Fig 5. The effect of miR-135b on the proliferation and apoptosis of CRC cells.

(A) CCK-8 cell viability assays were performed 12, 24, 36, 48 and 60 h after the transfection of HT-29 cells with pre-miR-control, pre-miR-135b, anti-miR-control or anti-miR-135b. (B-E) Apoptosis assays were performed 24 h after the transfection of HT-29 cells with pre-miR-control, pre-miR-135b, anti-miR-control or anti-miR-135b.
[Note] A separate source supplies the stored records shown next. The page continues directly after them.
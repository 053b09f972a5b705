//! Chat synchronization state machine.
//!
//! The `ChatClient` is the top-level state machine that orchestrates the
//! transport session, the message cache, and the typing tracker while the
//! user navigates between rooms. Rapid room selections are debounced into a
//! single executed switch; asynchronous completions that belong to an
//! abandoned room are detected with a generation counter and discarded
//! before they can touch the now-active room's state.

use std::time::Duration;

use syncline_core::{
    Delivery, Environment, InboundEvent, Message, MessageId, MessageKind, RoomId, SessionAction,
    SessionConfig, SessionManager, UserId,
};

use crate::{
    cache::MessageCache,
    error::ClientError,
    event::{ClientAction, ClientEvent},
    typing::TypingTracker,
};

/// Quiet window in which repeated room selections collapse into the last one.
pub const SWITCH_DEBOUNCE: Duration = Duration::from_millis(200);

/// How long the switching flag stays set after the new room's subscription
/// opens, so the UI shows one steady placeholder instead of flickering when
/// the first page arrives almost instantly.
pub const SETTLE_DELAY: Duration = Duration::from_millis(500);

/// A debounced, not-yet-executed room switch.
#[derive(Debug, Clone)]
struct PendingSwitch<I> {
    /// Target of the most recent selection (last call wins).
    room_id: RoomId,
    /// When the quiet window elapses and the switch executes.
    deadline: I,
}

/// Client identity.
#[derive(Debug, Clone)]
pub struct ClientIdentity {
    /// Stable user id of the local user.
    pub user_id: UserId,
}

impl ClientIdentity {
    /// Create a new client identity for the given user.
    pub fn new(user_id: UserId) -> Self {
        Self { user_id }
    }
}

/// Chat synchronization client.
///
/// Receives [`ClientEvent`]s, processes them through pure state machine
/// logic, and returns [`ClientAction`]s for the caller to execute. The
/// caller reads observable state ([`ChatClient::messages`],
/// [`ChatClient::typing_users`], [`ChatClient::is_switching`], ...) after
/// each call; the client never renders.
pub struct ChatClient<E: Environment> {
    /// Environment for time and entropy.
    env: E,

    /// Local user identity.
    identity: ClientIdentity,

    /// Single-slot transport session manager.
    sessions: SessionManager<E::Instant>,

    /// Paginated, deduplicated message store per room.
    cache: MessageCache,

    /// Live typing state for the active room.
    typing: TypingTracker<E::Instant>,

    /// Room the user is currently on. `None` before the first selection.
    active_room: Option<RoomId>,

    /// Debounced switch awaiting its quiet window.
    pending_switch: Option<PendingSwitch<E::Instant>>,

    /// True from switch execution until the settle delay elapses.
    switching: bool,

    /// Deadline at which `switching` clears. Armed when the new room's
    /// subscription opens.
    settle_at: Option<E::Instant>,

    /// Incremented on every executed switch; stamped onto fetch and
    /// mutation actions so late completions for an abandoned room can be
    /// recognized and dropped.
    generation: u64,

    /// Next optimistic placeholder id.
    next_local_id: u64,

    /// Most recent connection failure, cleared on recovery.
    connection_error: Option<String>,

    /// Original records stashed for rollback of optimistic edits.
    pending_edits: std::collections::HashMap<MessageId, Message>,

    /// Removed records stashed for rollback of optimistic deletes.
    pending_deletes: std::collections::HashMap<MessageId, Message>,
}
//! Message data model and inbound event envelope.
//!
//! Records mirror the backend's JSON shapes. Identity is the server-assigned
//! id; optimistic local messages carry a [`MessageId::Local`] placeholder
//! until the server confirms, at which point the placeholder is replaced
//! atomically (never duplicated).

use serde::{Deserialize, Serialize};

/// A single chat conversation, the unit of subscription and caching.
pub type RoomId = u64;

/// Stable user identifier assigned by the backend.
pub type UserId = u64;

/// Message identity.
///
/// `Server` ids are assigned by the backend and are the canonical identity
/// within a room. `Local` ids are optimistic placeholders minted by this
/// client and never leave it. The derived `Ord` is total (server ids sort
/// before local ids, each ascending), which keeps tie-breaking on equal
/// timestamps deterministic.
#[derive(Debug, Clone, Copy, PartialEq, Eq, PartialOrd, Ord, Hash, Serialize, Deserialize)]
#[serde(rename_all = "snake_case")]
pub enum MessageId {
    /// Canonical id assigned by the backend.
    Server(u64),
    /// Optimistic placeholder minted locally, pending confirmation.
    Local(u64),
}

impl MessageId {
    /// True for optimistic placeholders that the server has not confirmed.
    pub fn is_local(self) -> bool {
        matches!(self, Self::Local(_))
    }
}

impl std::fmt::Display for MessageId {
    fn fmt(&self, f: &mut std::fmt::Formatter<'_>) -> std::fmt::Result {
        match self {
            Self::Server(id) => write!(f, "{id}"),
            Self::Local(id) => write!(f, "local-{id}"),
        }
    }
}

/// Payload category of a message.
#[derive(Debug, Clone, Copy, PartialEq, Eq, Default, Serialize, Deserialize)]
#[serde(rename_all = "snake_case")]
pub enum MessageKind {
    /// Plain text content.
    #[default]
    Text,
    /// Content referencing an uploaded attachment.
    Attachment,
    /// Server-generated notice (joins, renames).
    System,
}

/// Delivery status of a message as seen by this client.
///
/// `Pending` and `Failed` only ever apply to optimistic local entries; a
/// failed send stays visible with this flag rather than silently vanishing.
#[derive(Debug, Clone, Copy, PartialEq, Eq, Default, Serialize, Deserialize)]
#[serde(rename_all = "snake_case")]
pub enum Delivery {
    /// Confirmed by the server.
    #[default]
    Confirmed,
    /// Sent optimistically, awaiting server confirmation.
    Pending,
    /// Rejected by the server; the UI should offer a retry.
    Failed,
}

/// A chat message.
#[derive(Debug, Clone, PartialEq, Eq, Serialize, Deserialize)]
#[serde(rename_all = "camelCase")]
pub struct Message {
    /// Message identity. Unique within a room's cache.
    pub id: MessageId,
    /// Room this message belongs to.
    pub room_id: RoomId,
    /// Author of the message.
    pub sender_id: UserId,
    /// Message body (or attachment reference for `Attachment` kind).
    pub content: String,
    /// Server wall-clock creation time, milliseconds since the Unix epoch.
    pub created_at: i64,
    /// Last modification time, equal to `created_at` for unedited messages.
    pub updated_at: i64,
    /// Whether the message has been edited after creation.
    #[serde(default)]
    pub edited: bool,
    /// Whether the current user has read the message.
    #[serde(default)]
    pub read: bool,
    /// Payload category.
    #[serde(default)]
    pub kind: MessageKind,
    /// Local delivery status. Never serialized to the backend.
    #[serde(default, skip_serializing)]
    pub delivery: Delivery,
}

impl Message {
    /// Ordering key within a room: `created_at` ascending, ties broken by
    /// ascending id so rendering stays deterministic.
    pub fn sort_key(&self) -> (i64, MessageId) {
        (self.created_at, self.id)
    }
}

/// Inbound event delivered by the transport for the subscribed room.
///
/// Wire shape:
/// `{ "type": "message" | "typing" | "typing_stop" | "message_edited" |
/// "message_deleted", ... }`.
#[derive(Debug, Clone, PartialEq, Eq, Serialize, Deserialize)]
#[serde(tag = "type", rename_all = "snake_case")]
pub enum InboundEvent {
    /// A new message was posted to the room.
    #[serde(rename_all = "camelCase")]
    Message {
        /// Room the message was posted to.
        room_id: RoomId,
        /// The message record.
        message: Message,
    },

    /// An existing message was edited; delivered as a fresh full record.
    #[serde(rename_all = "camelCase")]
    MessageEdited {
        /// Room containing the message.
        room_id: RoomId,
        /// The updated message record.
        message: Message,
    },

    /// A message was deleted.
    #[serde(rename_all = "camelCase")]
    MessageDeleted {
        /// Room containing the message.
        room_id: RoomId,
        /// Identity of the deleted message.
        id: MessageId,
    },

    /// A user started (or continues) typing.
    #[serde(rename_all = "camelCase")]
    Typing {
        /// Room the user is typing in.
        room_id: RoomId,
        /// The typing user.
        user_id: UserId,
    },

    /// A user explicitly stopped typing.
    #[serde(rename_all = "camelCase")]
    TypingStop {
        /// Room the user was typing in.
        room_id: RoomId,
        /// The user who stopped.
        user_id: UserId,
    },
}

impl InboundEvent {
    /// Room this event applies to.
    pub fn room_id(&self) -> RoomId {
        match self {
            Self::Message { room_id, .. }
            | Self::MessageEdited { room_id, .. }
            | Self::MessageDeleted { room_id, .. }
            | Self::Typing { room_id, .. }
            | Self::TypingStop { room_id, .. } => *room_id,
        }
    }
}

#[cfg(test)]
#[allow(clippy::unwrap_used)]
mod tests {
    use super::*;

    fn message(id: MessageId, created_at: i64) -> Message {
        Message {
            id,
            room_id: 7,
            sender_id: 1,
            content: "hello".to_string(),
            created_at,
            updated_at: created_at,
            edited: false,
            read: false,
            kind: MessageKind::Text,
            delivery: Delivery::Confirmed,
        }
    }

    #[test]
    fn sort_key_orders_by_time_then_id() {
        let a = message(MessageId::Server(2), 100);
        let b = message(MessageId::Server(1), 100);
        let c = message(MessageId::Server(1), 99);

        assert!(c.sort_key() < b.sort_key());
        assert!(b.sort_key() < a.sort_key());
    }

    #[test]
    fn server_ids_sort_before_local_placeholders() {
        assert!(MessageId::Server(u64::MAX) < MessageId::Local(0));
    }

    #[test]
    fn envelope_decodes_typed_events() {
        let json = r#"{"type":"typing","roomId":7,"userId":42}"#;
        let event: InboundEvent = serde_json::from_str(json).unwrap();
        assert_eq!(event, InboundEvent::Typing { room_id: 7, user_id: 42 });
        assert_eq!(event.room_id(), 7);
    }

    #[test]
    fn envelope_decodes_message_record() {
        let json = r#"{
            "type": "message",
            "roomId": 7,
            "message": {
                "id": {"server": 42},
                "roomId": 7,
                "senderId": 3,
                "content": "hi",
                "createdAt": 1700000000000,
                "updatedAt": 1700000000000
            }
        }"#;
        let event: InboundEvent = serde_json::from_str(json).unwrap();
        match event {
            InboundEvent::Message { room_id, message } => {
                assert_eq!(room_id, 7);
                assert_eq!(message.id, MessageId::Server(42));
                assert_eq!(message.kind, MessageKind::Text);
                assert_eq!(message.delivery, Delivery::Confirmed);
            },
            other => panic!("expected message event, got {other:?}"),
        }
    }
}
B: representative percentage of apoptotic HT-29 cells using flow cytometric analysis; C: representative percentage of apoptotic HT-29 cells using DAPI staining; D: representative image using flow cytometric analysis; C: representative image of apoptotic HT-29 cells using DAPI staining. * P < 0.05; ** P < 0.01. (F) CCK-8 cell viability assays were performed 12, 24, 36, 48 and 60 h after the transfection of HT-29 cells with the scrambled control miRNA and the control vector, the scrambled control miRNA and the TGFBR2 vector, pre-miR-135b and the control vector, or pre-miR-135b and the TGFBR2 vector. (G-J) Apoptosis assays were performed 24 h after the transfection of HT-29 cells with the scrambled control miRNA and the control vector, the scrambled control miRNA and the TGFBR2 vector, pre-miR-135b and the control vector, or pre-miR-135b and the TGFBR2 vector. G: representative percentage of apoptotic HT-29 cells using flow cytometric analysis; H: representative percentage of apoptotic HT-29 cells using DAPI staining; I: representative image using flow cytometric analysis; J: representative image of apoptotic HT-29 cells using DAPI staining. * P < 0.05; ** P < 0.01.